(PROBLEM): The lines to extract run from the first line of the entries through the line that contains "polygons fan out to"; reproduce exactly those lines and no others.

(DATA SHOWN):
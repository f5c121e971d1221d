//! Polygon mesh data structure

use crate::error::{Error, Result};
use crate::point::*;
use crate::transform::Transform3D;
use serde::{Deserialize, Serialize};

/// A polygon mesh: vertex positions, polygon index tuples and the transform
/// placing it in world space.
///
/// Polygons may be n-gons (three or more indices). Decimation output is
/// always triangles.
#[derive(Debug, Clone, PartialEq, Serialize, Deserialize)]
pub struct Mesh {
    pub vertices: Vec<Point3f>,
    pub faces: Vec<Vec<usize>>,
    #[serde(default)]
    pub transform: Transform3D,
}

impl Mesh {
    /// Create a new empty mesh
    pub fn new() -> Self {
        Self {
            vertices: Vec::new(),
            faces: Vec::new(),
            transform: Transform3D::identity(),
        }
    }

    /// Create a mesh from vertices and polygons
    pub fn from_vertices_and_faces(vertices: Vec<Point3f>, faces: Vec<Vec<usize>>) -> Self {
        Self {
            vertices,
            faces,
            transform: Transform3D::identity(),
        }
    }

    /// Create a mesh from vertices and triangles
    pub fn from_triangles(vertices: Vec<Point3f>, triangles: &[[usize; 3]]) -> Self {
        let faces = triangles.iter().map(|t| t.to_vec()).collect();
        Self::from_vertices_and_faces(vertices, faces)
    }

    /// Builder-style transform assignment
    pub fn with_transform(mut self, transform: Transform3D) -> Self {
        self.transform = transform;
        self
    }

    /// Get the number of vertices
    pub fn vertex_count(&self) -> usize {
        self.vertices.len()
    }

    /// Get the number of polygons
    pub fn face_count(&self) -> usize {
        self.faces.len()
    }

    /// Number of triangles the polygons fan out to
    pub fn triangle_count(&self) -> usize {
        self.faces.iter().map(|f| f.len().saturating_sub(2)).sum()
    }

    /// Check if the mesh is empty
    pub fn is_empty(&self) -> bool {
        self.vertices.is_empty() || self.faces.is_empty()
    }

    /// Check indices and polygon arity.
    pub fn validate(&self) -> Result<()> {
        let nv = self.vertices.len();
        for (fi, face) in self.faces.iter().enumerate() {
            if face.len() < 3 {
                return Err(Error::InvalidGeometry(format!(
                    "face {} has {} indices, expected at least 3",
                    fi,
                    face.len()
                )));
            }
            if let Some(&bad) = face.iter().find(|&&i| i >= nv) {
                return Err(Error::InvalidGeometry(format!(
                    "face {} references vertex {} but the mesh has {} vertices",
                    fi, bad, nv
                )));
            }
        }
        if self.vertices.iter().any(|v| !v.iter().all(|c| c.is_finite())) {
            return Err(Error::InvalidGeometry("non-finite vertex position".to_string()));
        }
        Ok(())
    }

    /// Fan-triangulate every polygon.
    pub fn triangles(&self) -> Vec<[usize; 3]> {
        let mut out = Vec::with_capacity(self.triangle_count());
        for face in &self.faces {
            for k in 1..face.len().saturating_sub(1) {
                out.push([face[0], face[k], face[k + 1]]);
            }
        }
        out
    }

    /// Replace the polygons with their fan triangulation.
    pub fn triangulate(&mut self) {
        if self.faces.iter().all(|f| f.len() == 3) {
            return;
        }
        self.faces = self.triangles().iter().map(|t| t.to_vec()).collect();
    }

    /// Vertex positions in world space
    pub fn world_vertices(&self) -> Vec<Point3d> {
        self.vertices.iter().map(|v| self.transform.apply(v)).collect()
    }

    /// Bake the transform into the vertices and reset it to identity.
    pub fn apply_transform(&mut self) {
        if self.transform.is_identity(1e-12) {
            return;
        }
        for v in &mut self.vertices {
            let w = self.transform.apply(v);
            *v = Point3f::new(w.x as f32, w.y as f32, w.z as f32);
        }
        self.transform = Transform3D::identity();
    }

    /// Drop vertices no polygon references, remapping indices.
    ///
    /// Returns the number of vertices removed.
    pub fn remove_unreferenced_vertices(&mut self) -> usize {
        let mut remap = vec![usize::MAX; self.vertices.len()];
        let mut kept = Vec::with_capacity(self.vertices.len());
        for face in &mut self.faces {
            for idx in face.iter_mut() {
                if remap[*idx] == usize::MAX {
                    remap[*idx] = kept.len();
                    kept.push(self.vertices[*idx]);
                }
                *idx = remap[*idx];
            }
        }
        let removed = self.vertices.len() - kept.len();
        self.vertices = kept;
        removed
    }

    /// Clear the mesh
    pub fn clear(&mut self) {
        self.vertices.clear();
        self.faces.clear();
    }
}

impl Default for Mesh {
    fn default() -> Self {
        Self::new()
    }
}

(RESPONSE AREA):
repository f5c121e971d1221d
//! Polygon mesh data structure

use crate::error::{Error, Result};
use crate::point::*;
use crate::transform::Transform3D;
use serde::{Deserialize, Serialize};

/// A polygon mesh: vertex positions, polygon index tuples and the transform
/// placing it in world space.
///
/// Polygons may be n-gons (three or more indices). Decimation output is
/// always triangles.
#[derive(Debug, Clone, PartialEq, Serialize, Deserialize)]
pub struct Mesh {
    pub vertices: Vec<Point3f>,
    pub faces: Vec<Vec<usize>>,
    #[serde(default)]
    pub transform: Transform3D,
}

impl Mesh {
    /// Create a new empty mesh
    pub fn new() -> Self {
        Self {
            vertices: Vec::new(),
            faces: Vec::new(),
            transform: Transform3D::identity(),
        }
    }

    /// Create a mesh from vertices and polygons
    pub fn from_vertices_and_faces(vertices: Vec<Point3f>, faces: Vec<Vec<usize>>) -> Self {
        Self {
            vertices,
            faces,
            transform: Transform3D::identity(),
        }
    }

    /// Create a mesh from vertices and triangles
    pub fn from_triangles(vertices: Vec<Point3f>, triangles: &[[usize; 3]]) -> Self {
        let faces = triangles.iter().map(|t| t.to_vec()).collect();
        Self::from_vertices_and_faces(vertices, faces)
    }

    /// Builder-style transform assignment
    pub fn with_transform(mut self, transform: Transform3D) -> Self {
        self.transform = transform;
        self
    }

    /// Get the number of vertices
    pub fn vertex_count(&self) -> usize {
        self.vertices.len()
    }

    /// Get the number of polygons
    pub fn face_count(&self) -> usize {
        self.faces.len()
    }

    /// Number of triangles the polygons fan out to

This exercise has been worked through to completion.